Our purpose is threefold. First, by combining spatially explicit representations of both social and ecological systems using a network modeling approach, we develop a simple but generic cross-disciplinary method to assess the extent of spatial fit (alignment) of ecological processes and governance systems, as seen through the lens of collaboration between autonomous but neighboring land managers (municipalities in this study) (see also Treml et al. 2013).
Secondly, we apply this approach to investigate the level of social-ecological fit in our study system in Stockholm County, Sweden. We concentrate on collaboration patterns among municipal governments and ecological patterns of nonaquatic connectivity among all the 641 wetlands in the study area. Previous research and policy work in the region have suggested that municipalities are becoming increasingly aware of cross-municipal ecological connections that affect the local ecology (Stockholm Municipality 2007, Bergsten and Zetterberg 2013). Most notably, the concept of regional green infrastructure has been broadly communicated to the municipalities by county authorities (TMR 2010). This triggered us to test whether bilateral collaborations are more common between neighboring municipalities than between nonadjacent municipalities (hypothesis Hnbr). We then test whether collaborations are correlated with critical wetland connectivity (Hfit). If true, Hfit implies a tendency towards addressing social-ecological boundary mismatches for wetland governance in particular, whereas Hnbr suggests that municipalities choose their wetland collaboration partners in such a way that it enhances bilateral social-ecological fit in general, but does not adapt particularly to wetland connectivity. A lack of positive outcomes on both Hnbr and Hfit would indicate an absence of effective mechanisms that operate toward increasing the level of fit between cross-boundary ecological processes in general (rejection of Hnbr) and wetland-oriented processes in particular (rejection of Hfit) vis-à-vis the pattern of collaborative wetland management.
Thirdly, we identify and locate critical connections in the social-ecological landscape that deserve special attention. Using maps, we display such mismatches and matches between bordering municipalities:
The third and last aim thus changes the scope from assessing the overall level of spatial fit to instead identifying critical municipal boundaries. This involves localizing gaps where deliberate attempts to enhance the level of fit would be most effective, either by establishing new collaborative ties or by creating/restoring wetland areas. This third aim also includes an attempt to expand the geographical scale and analyze how regional wetland structures and aggregations stretch over multiple municipalities and not just specific municipal boundaries. Are there regional connections implying that some municipalities are more important than others when it comes to protecting wetland connectivity on the county-wide scale?

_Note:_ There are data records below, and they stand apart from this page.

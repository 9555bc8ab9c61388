// Copyright 2025 Oxide Computer Company

//! Facts about the caller and the serving endpoint derived from a request:
//! the client's platform and browser (from `user-agent`), its address, and
//! the host and port it addressed.

use crate::handler::RequestContext;
use http::header;
use regex::Regex;
use std::net::IpAddr;
use std::net::SocketAddr;

/// Returns capture group `group` of `pattern` in `text`, with underscores
/// turned into dots (iOS writes versions as "17_4").
fn version(pattern: &str, text: &str, group: usize) -> Option<String> {
    let captures = Regex::new(pattern).ok()?.captures(text)?;
    let version = captures.get(group)?.as_str().replace('_', ".");
    Some(version).filter(|v| !v.is_empty())
}

fn with_version(platform: &str, version: Option<String>) -> String {
    match version {
        Some(version) => format!("{} {}", platform, version),
        None => platform.to_string(),
    }
}

fn platform(user_agent: &str) -> String {
    if user_agent.to_ascii_lowercase().contains("mobile") {
        return "mobile".to_string();
    }

    if user_agent.contains("like Mac OS X") {
        let ios = version(
            r"CPU( iPhone)? OS ([0-9._]+) like Mac OS X",
            user_agent,
            2,
        );
        return if user_agent.contains("iPhone") {
            with_version("iphone", ios)
        } else if user_agent.contains("iPad") {
            with_version("ipad", ios)
        } else {
            with_version("macosx", ios)
        };
    }

    if user_agent.contains("Android") {
        let android = version(r"Android ([0-9.]+)[);]", user_agent, 1);
        return with_version("android", android);
    }

    if user_agent.contains("webOS/") {
        let webos = version(r"webOS/([0-9.]+)[);]", user_agent, 1);
        return with_version("webos", webos);
    }

    if Regex::new(r"(Intel|PPC) Mac OS X")
        .map(|re| re.is_match(user_agent))
        .unwrap_or(false)
    {
        let mac =
            version(r"(Intel|PPC) Mac OS X ?([0-9._]*)[);]", user_agent, 2);
        return with_version("mac", mac);
    }

    if user_agent.contains("Windows NT") {
        return match version(r"Windows NT ([0-9._]+)[);]", user_agent, 1) {
            Some(windows) => format!("windows {}", windows),
            None => "unknown".to_string(),
        };
    }

    "unknown".to_string()
}

fn browser(user_agent: &str) -> String {
    let lowered = user_agent.to_ascii_lowercase();
    for browser in ["chrome", "msie", "firefox", "safari"] {
        if lowered.contains(browser) {
            return browser.to_string();
        }
    }
    if user_agent.is_empty() {
        "unknown".to_string()
    } else {
        user_agent.to_string()
    }
}

/// Splits a `host` header value into host name and port.  Bracketed IPv6
/// literals lose their brackets.
fn split_host(authority: &str) -> (&str, Option<u16>) {
    if let Some(rest) = authority.strip_prefix('[') {
        if let Some((host, tail)) = rest.split_once(']') {
            let port = tail.strip_prefix(':').and_then(|p| p.parse().ok());
            return (host, port);
        }
    }
    match authority.rsplit_once(':') {
        Some((host, port)) if !host.contains(':') => {
            (host, port.parse().ok())
        }
        _ => (authority, None),
    }
}

/// Parses one `x-forwarded-for` entry, which may carry a port.
fn forwarded_ip(entry: &str) -> Option<IpAddr> {
    let entry = entry.trim();
    entry
        .parse::<IpAddr>()
        .ok()
        .or_else(|| entry.parse::<SocketAddr>().ok().map(|a| a.ip()))
}

impl RequestContext {
    fn user_agent(&self) -> &str {
        self.header(header::USER_AGENT.as_str()).unwrap_or_default()
    }

    fn authority(&self) -> Option<&str> {
        self.header(header::HOST.as_str())
            .or_else(|| self.request.uri().authority().map(|a| a.as_str()))
            .filter(|a| !a.is_empty())
    }

    /// Returns the caller's platform and version, e.g. "iphone 17.4" or
    /// "windows 10.0".  Detected platforms are "mobile", "iphone", "ipad",
    /// "macosx", "android", "webos", "mac" and "windows"; anything else is
    /// "unknown".
    pub fn detect_platform(&self) -> String {
        platform(self.user_agent())
    }

    /// Returns "chrome", "msie", "firefox" or "safari".  Other agents are
    /// reported verbatim, and a missing one as "unknown".
    pub fn detect_browser(&self) -> String {
        browser(self.user_agent())
    }

    /// Returns the caller's IP address, without a port.  The first
    /// `x-forwarded-for` entry wins over the socket's peer address.
    pub fn detect_address(&self) -> IpAddr {
        self.header("x-forwarded-for")
            .and_then(|forwarded| forwarded.split(',').next())
            .and_then(forwarded_ip)
            .unwrap_or_else(|| self.request.remote_addr().ip())
    }

    /// Returns the host name the caller addressed, falling back to the IP of
    /// the accepting socket.
    pub fn detect_server_host(&self) -> String {
        match self.authority().map(split_host) {
            Some((host, _)) if !host.is_empty() => host.to_string(),
            _ => self.request.local_addr().ip().to_string(),
        }
    }

    /// Returns the port the caller addressed, falling back to the port of
    /// the accepting socket.
    pub fn detect_server_port(&self) -> u16 {
        self.authority()
            .and_then(|authority| split_host(authority).1)
            .unwrap_or_else(|| self.request.local_addr().port())
    }
}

Wetlands are a conservation priority in most societies because of the number of species and ecosystem services associated with them, and because of the sheer amount of areal losses due to human activities (Haig et al. 1998, Zedler and Kercher 2005, Costanza et al. 2006, ten Brink et al. 2012). Sweden has the second largest wetland area in Europe (90,000 km2) and Europe’s largest variation in wetland types (Gunnarsson and Löfroth 2009). Important wetland services in Sweden include pasture, nutrient retention, water purification, pollination, carbon sequestration, bird-watching, and hunting (SEPA 2012).
Landscape change around the world has reduced the populations of many wetland plants and animals. The population viability of a wetland species is affected through habitat loss and fragmentation; i.e., by impinging on the ability of organisms to move between wetlands. Studies on urban wetlands have found negative correlations between plant diversity and distances between wetlands (Lopez and Fennessey 2002, Lopez et al. 2002, Cohen et al. 2004, Matthews et al. 2005, Reiss 2006). Globally, 41% of the world’s amphibian species are now threatened (Frost 2013), and their interaction with the landscape makes them sensitive to fragmentation (Sjögren 1991, Joly et al. 2001, Marsh and Trenham 2001). The largest potential to halt the decline in amphibian species comes from landscape-scale conservation plans that manage connectivity patterns (Cushman 2006).

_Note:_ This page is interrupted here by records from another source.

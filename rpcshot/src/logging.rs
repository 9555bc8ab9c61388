// Copyright 2025 Oxide Computer Company

//! Root logger construction for processes that host endpoints, services and
//! clients.  Components themselves only ever see a `slog::Logger`; this module
//! turns a `[log]` block of a TOML config into one.

use crate::error::ApplicationError;
use camino::Utf8Path;
use camino::Utf8PathBuf;
use serde::Deserialize;
use serde::Serialize;
use slog::Drain;
use slog::Level;
use slog::Logger;
use std::fs::File;
use std::fs::OpenOptions;
use std::io::LineWriter;

/// Where log records go.  Expected as a top-level TOML block:
///
/// ```toml
/// [log]
/// mode = "file"
/// level = "debug"
/// path = "/var/log/dummy-service.log"
/// if_exists = "append"
/// ```
#[derive(Clone, Debug, Deserialize, PartialEq, Serialize)]
#[serde(rename_all = "kebab-case", tag = "mode")]
pub enum ConfigLogging {
    /// Human-readable records on stderr.
    StderrTerminal {
        #[serde(default)]
        level: ConfigLoggingLevel,
    },
    /// One JSON object per record on stderr, for collectors that scrape
    /// container output.
    StderrJson {
        #[serde(default)]
        level: ConfigLoggingLevel,
    },
    /// Bunyan JSON records appended to `path`.
    File {
        #[serde(default)]
        level: ConfigLoggingLevel,
        path: Utf8PathBuf,
        #[serde(default)]
        if_exists: ConfigLoggingIfExists,
    },
    Discard,
}

impl Default for ConfigLogging {
    fn default() -> Self {
        ConfigLogging::StderrTerminal { level: ConfigLoggingLevel::default() }
    }
}

#[derive(Clone, Copy, Debug, Default, Deserialize, PartialEq, Serialize)]
#[serde(rename_all = "lowercase")]
pub enum ConfigLoggingLevel {
    Trace,
    Debug,
    #[default]
    Info,
    Warn,
    Error,
    Critical,
}

impl ConfigLoggingLevel {
    fn as_slog(self) -> Level {
        match self {
            ConfigLoggingLevel::Trace => Level::Trace,
            ConfigLoggingLevel::Debug => Level::Debug,
            ConfigLoggingLevel::Info => Level::Info,
            ConfigLoggingLevel::Warn => Level::Warning,
            ConfigLoggingLevel::Error => Level::Error,
            ConfigLoggingLevel::Critical => Level::Critical,
        }
    }
}

/// What to do when the configured log file is already there.
#[derive(Clone, Copy, Debug, Default, Deserialize, PartialEq, Serialize)]
#[serde(rename_all = "lowercase")]
pub enum ConfigLoggingIfExists {
    Fail,
    Truncate,
    #[default]
    Append,
}

impl ConfigLoggingIfExists {
    fn open_options(self) -> OpenOptions {
        let mut options = OpenOptions::new();
        options.write(true);
        match self {
            ConfigLoggingIfExists::Fail => options.create_new(true),
            ConfigLoggingIfExists::Truncate => {
                options.create(true).truncate(true)
            }
            ConfigLoggingIfExists::Append => options.create(true).append(true),
        };
        options
    }
}

impl ConfigLogging {
    /// Builds the root logger.  `name` becomes the bunyan `name` field of
    /// file records.
    pub fn to_logger(&self, name: &str) -> Result<Logger, ApplicationError> {
        match self {
            ConfigLogging::StderrTerminal { level } => {
                let decorator = slog_term::TermDecorator::new().build();
                let drain =
                    slog_term::FullFormat::new(decorator).build().fuse();
                Ok(async_root(*level, drain))
            }
            ConfigLogging::StderrJson { level } => {
                let drain = slog_json::Json::default(std::io::stderr()).fuse();
                Ok(async_root(*level, drain))
            }
            ConfigLogging::File { level, path, if_exists } => {
                let drain = log_drain_for_file(path, *if_exists, name)?;
                let log = async_root(*level, drain);
                eprintln!("note: configured to log to \"{}\"", path);
                Ok(log)
            }
            ConfigLogging::Discard => Ok(discard_logger()),
        }
    }
}

/// A logger that drops every record.
pub fn discard_logger() -> Logger {
    Logger::root(slog::Discard, o!())
}

/// Child logger tagged with the component that owns it.
pub(crate) fn component_logger(log: &Logger, component: &str) -> Logger {
    log.new(o!("component" => component.to_string()))
}

fn async_root<D>(level: ConfigLoggingLevel, drain: D) -> Logger
where
    D: Drain + Send + 'static,
    D::Err: std::fmt::Debug,
{
    let filtered = slog::LevelFilter(drain, level.as_slog()).fuse();
    // An async drain keeps executor threads from blocking on a mutex.
    let drain = slog_async::Async::new(filtered).chan_size(1024).build().fuse();
    Logger::root(drain, o!())
}

fn log_drain_for_file(
    path: &Utf8Path,
    if_exists: ConfigLoggingIfExists,
    name: &str,
) -> Result<slog::Fuse<slog_json::Json<LineWriter<File>>>, ApplicationError> {
    let cannot_open = |error: std::io::Error| {
        ApplicationError::file(
            "CANNOT_OPEN_LOG",
            format!("cannot open log file {}", path),
        )
        .with_details("path", path.as_str())
        .with_cause(error)
    };
    if let Some(parent) = path.parent() {
        if !parent.as_str().is_empty() {
            std::fs::create_dir_all(parent).map_err(cannot_open)?;
        }
    }
    let file = if_exists.open_options().open(path).map_err(cannot_open)?;

    // slog-bunyan wants a 'static name.
    let name: &'static str = Box::leak(name.to_string().into_boxed_str());
    Ok(slog_bunyan::with_name(name, LineWriter::new(file)).build().fuse())
}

In Stockholm County, 90% of the current wetland area has been affected by peat mining and draining for farming and forestry (SCAB 2013). Urban development and road construction are currently the main threats to the county’s wetlands and their connectivity. However, there is a possibility of compensation thanks to a current political interest to protect and even restore wetlands (SCAB 2013). New national legislation in the 1990s impeded the construction of new ditches, but this measure was counterbalanced by intensified clearing of old ditches (Tranvik and Bjekle 2010). The National Strategy for Thriving Wetlands (SEPA 2005) stipulates that measures for species conservation and for the restoration and protection of wetlands, which safeguard valuable wetlands and ecosystem functioning, shall be in place by 2020.
The 26 municipalities in the county differ greatly in size, with a mean land area of 251 km2 and 383 km2 in standard deviation (median size = 142 km2, county land area = 6526 km2 [Statistics Sweden 2013]). Urban planners in the county are challenged to accommodate an accelerating urbanization while simultaneously managing biodiversity and promoting a sensible use of nature. Lately we have seen more actions to protect and restore wetlands as a response to wetland degradation in the 20th century and to an increased awareness of wetland ecology.
Our approach to analyzing spatial fit requires that we define the social and ecological networks in terms of nodes and links (Fig. 1). In social network analysis, nodes usually represent people or organizations, and links represent relations between nodes, like communication patterns, collaborations, or resource exchange (Wasserman and Faust 1994, Scott 2000, Borgatti et al. 2009). Social network analysis has been applied to social-ecological systems to study how network structure and variation in connectivity influence network performance and the behavior of individual actors (Bodin and Prell 2011). Combining results from network analyses of social and ecological data can be a constructive way to elicit management implications about a social-ecological system (Bodin and Tengö 2012, Rathwell and Peterson 2012, Guerrero et al. 2013). In this study, social nodes represent municipalities, and social links represent intermunicipal collaboration ties concerning wetland management (Fig. 1).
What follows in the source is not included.